The Matcher class is used to start the regex engine to perform match operations.
Basic example

import java.util.regex.*;

public class RegexTest1 {

	public static void main(String[] args) {
		
		Pattern p = Pattern.compile("lazy"); //The pattern to search for
		Matcher m = p.matcher("The quick brown fox jumps over the lazy dog"); //The source against which to match the pattern
		boolean found = false;
		while(m.find()) {
			System.out.println("Match found at " + m.start() + "," + m.end()); //Will print : Match found at 35,39
			found = true;
		}
		
		if(!found) {
			System.out.println("No match found");
		}
	}

}

Thumb rule: Regex matching runs from left to right and once a source character has been consumed, it cannot be reused.
In the below example, it will match the pattern "aba" starting at 0 and 4, but not at 2 since they are consumed during the match starting from 0.

import java.util.regex.*;

public class RegexTest2 {

	public static void main(String[] args) {
		
		Pattern p = Pattern.compile("aba");
		Matcher m = p.matcher("abababa");
		boolean found = false;
		while(m.find()) {
			System.out.println("Match found; starting at pos : " + m.start());
			found = true;
		}
		
		if(!found) {
			System.out.println("No match found");
		}
	}

}

Metacharacters and Character Classes

Metacharacters are special chars that affect the way a pattern is matched.
The different metacharacters are : ([{\^-$|]})?*+.

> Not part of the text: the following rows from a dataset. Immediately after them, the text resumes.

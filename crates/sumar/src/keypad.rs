//! The fixed seventeen-key keypad layout
//!
//! Both frontends render the same 4-column grid:
//!
//! ```text
//! [   AC    ] [ / ] [ * ]
//! [ 1 ] [ 2 ] [ 3 ] [ + ]
//! [ 4 ] [ 5 ] [ 6 ] [ - ]
//! [ 7 ] [ 8 ] [ 9 ] [   ]
//! [   0    ] [ . ] [ = ]
//! ```
//!
//! Clear and Zero are two columns wide; Equals is two rows tall.

use crate::core::key::Key;

/// Grid columns
pub const COLS: usize = 4;
/// Grid rows
pub const ROWS: usize = 5;

/// One key's place in the grid
#[derive(Debug, Clone, PartialEq, Eq)]
pub struct KeyDef {
    /// The key this cell dispatches
    pub key: Key,
    /// Grid row (0-indexed, top to bottom)
    pub row: usize,
    /// Grid column (0-indexed, left to right)
    pub col: usize,
    /// Number of columns the key covers
    pub col_span: usize,
    /// Number of rows the key covers
    pub row_span: usize,
}

impl KeyDef {
    fn new(key: Key, row: usize, col: usize) -> Self {
        Self {
            key,
            row,
            col,
            col_span: 1,
            row_span: 1,
        }
    }

    fn spanning(key: Key, row: usize, col: usize, col_span: usize, row_span: usize) -> Self {
        Self {
            key,
            row,
            col,
            col_span,
            row_span,
        }
    }

    /// Returns true if the key covers the given grid cell
    #[must_use]
    pub fn contains(&self, row: usize, col: usize) -> bool {
        (self.row..self.row + self.row_span).contains(&row)
            && (self.col..self.col + self.col_span).contains(&col)
    }
}

/// The fixed keypad layout
#[derive(Debug, Clone)]
pub struct Keypad {
    keys: Vec<KeyDef>,
}

impl Default for Keypad {
    fn default() -> Self {
        Self::new()
    }
}

impl Keypad {
    /// Creates the standard seventeen-key layout
    #[must_use]
    pub fn new() -> Self {
        use crate::core::token::Operator::{Add, Divide, Multiply, Subtract};

        let keys = vec![
            // Row 0: AC (wide), /, *
            KeyDef::spanning(Key::Clear, 0, 0, 2, 1),
            KeyDef::new(Key::Operator(Divide), 0, 2),
            KeyDef::new(Key::Operator(Multiply), 0, 3),
            // Row 1: 1 2 3 +
            KeyDef::new(Key::Digit(1), 1, 0),
            KeyDef::new(Key::Digit(2), 1, 1),
            KeyDef::new(Key::Digit(3), 1, 2),
            KeyDef::new(Key::Operator(Add), 1, 3),
            // Row 2: 4 5 6 -
            KeyDef::new(Key::Digit(4), 2, 0),
            KeyDef::new(Key::Digit(5), 2, 1),
            KeyDef::new(Key::Digit(6), 2, 2),
            KeyDef::new(Key::Operator(Subtract), 2, 3),
            // Row 3: 7 8 9 = (tall)
            KeyDef::new(Key::Digit(7), 3, 0),
            KeyDef::new(Key::Digit(8), 3, 1),
            KeyDef::new(Key::Digit(9), 3, 2),
            KeyDef::spanning(Key::Equals, 3, 3, 1, 2),
            // Row 4: 0 (wide), .
            KeyDef::spanning(Key::Digit(0), 4, 0, 2, 1),
            KeyDef::new(Key::Decimal, 4, 2),
        ];

        Self { keys }
    }

    /// Returns every key definition in layout order
    #[must_use]
    pub fn keys(&self) -> &[KeyDef] {
        &self.keys
    }

    /// Returns the number of keys
    #[must_use]
    pub fn key_count(&self) -> usize {
        self.keys.len()
    }

    /// Returns the grid dimensions (rows, cols)
    #[must_use]
    pub fn dimensions(&self) -> (usize, usize) {
        (ROWS, COLS)
    }

    /// Finds a key by its identity string
    #[must_use]
    pub fn find_by_id(&self, id: &str) -> Option<&KeyDef> {
        self.keys.iter().find(|def| def.key.id() == id)
    }

    /// Finds a key by its display value
    #[must_use]
    pub fn find_by_value(&self, value: &str) -> Option<&KeyDef> {
        self.keys.iter().find(|def| def.key.value() == value)
    }

    /// Returns the key covering a grid cell, honoring spans
    #[must_use]
    pub fn key_at(&self, row: usize, col: usize) -> Option<&KeyDef> {
        self.keys.iter().find(|def| def.contains(row, col))
    }
}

Dot - "." metacharacter matches any character

Character classes
The [] notation is used to define a pattern that represents a set of characters. e.g:
The search will match any of the chars defined within [] that is the "OR" operator will be used.
- [abc] - Only a's or b's or c's
- [a-f] - Search for a,b,c,d,e,f chars
- [a-fA-F] - a to f OR A to F
- [a-d[m-p]] - a through d OR m through p
- [a-z&&[def]] - d, e, or f (intersection)
- [a-z&&[^bc]] - a through z, except for b and c: [ad-z] (subtraction)
- [a-z&&[^m-p]] - a through z, and not m through p: [a-lq-z] (subtraction)
- [^aeiouAEIOU] - no vowels

Predefined character classes:

- \d - Matches a digit
- \D - Matches a non-digit equivalent to [^\d]
- \s - Matches a whitespace char
- \S - Matches a non-whitespace char
- \w - Matches a word char (letters/digits or _)
- \W - Matches a non-word char

Within [] - metacharacters are treated as ordinary characters, no need to escape them.

public class RegexTest3 {

	public static void main(String[] args) {
		
		Pattern p = Pattern.compile("\\d");
		Matcher m = p.matcher("The 15th of August");
		boolean found = false;
		while(m.find()) {
			System.out.println("Match found; starting at pos : " + m.start());
			found = true;
		}

                // Match found; starting at pos : 4
                // Match found; starting at pos : 5
		
		if(!found) {
			System.out.println("No match found");
		}
	}

}

Boundary Matchers

^Regex - will attempt to match the regex only at the beginning of the line.
Regex$ - will attempt to match the regex only at the end of the line.
Below example, it will match only 123 and not 221. If the ^ is removed, then both 123 and 221 will be matched.

import java.util.regex.*;

public class RegexTest5 {

	public static void main(String[] args) {
		
		Pattern p = Pattern.compile("^(\\d)+");
		Matcher m = p.matcher("123 sds sadwvf 221");
		
		while(m.find()) {
			System.out.println("Match found; starting at pos : " + m.start() + " , matched content : " + m.group());
			//Will print: Match found; starting at pos : 0 , matched content : 123
		}
		
	}

}

Logical Operators

R | U, Logical OR. e.g ^[a-z] | \d$ A lowercase letter at the beginning of the line or a digit at the end of the line.
RU, Logical AND. e.g. [jJ][aA][vV][aA] - any combination of Java in upper/lower case letters. Note within [] - the match is treated as OR.

Quantifiers

Used to specify the number of occurrences of a search pattern
The below are all greedy quantifiers.
* - Zero or more occurrences
? - Zero or one occurrence.
+ - One or more occurrence.

Consider the pattern a? - it means zero or one a's to be searched for.
In the string banana, the engine will match all the characters in the target, since it is searching for zero or one a's.
Now, where the char is not an a, the empty string is returned in the match. - the regex engine inserts empty strings in the input to match the pattern a?.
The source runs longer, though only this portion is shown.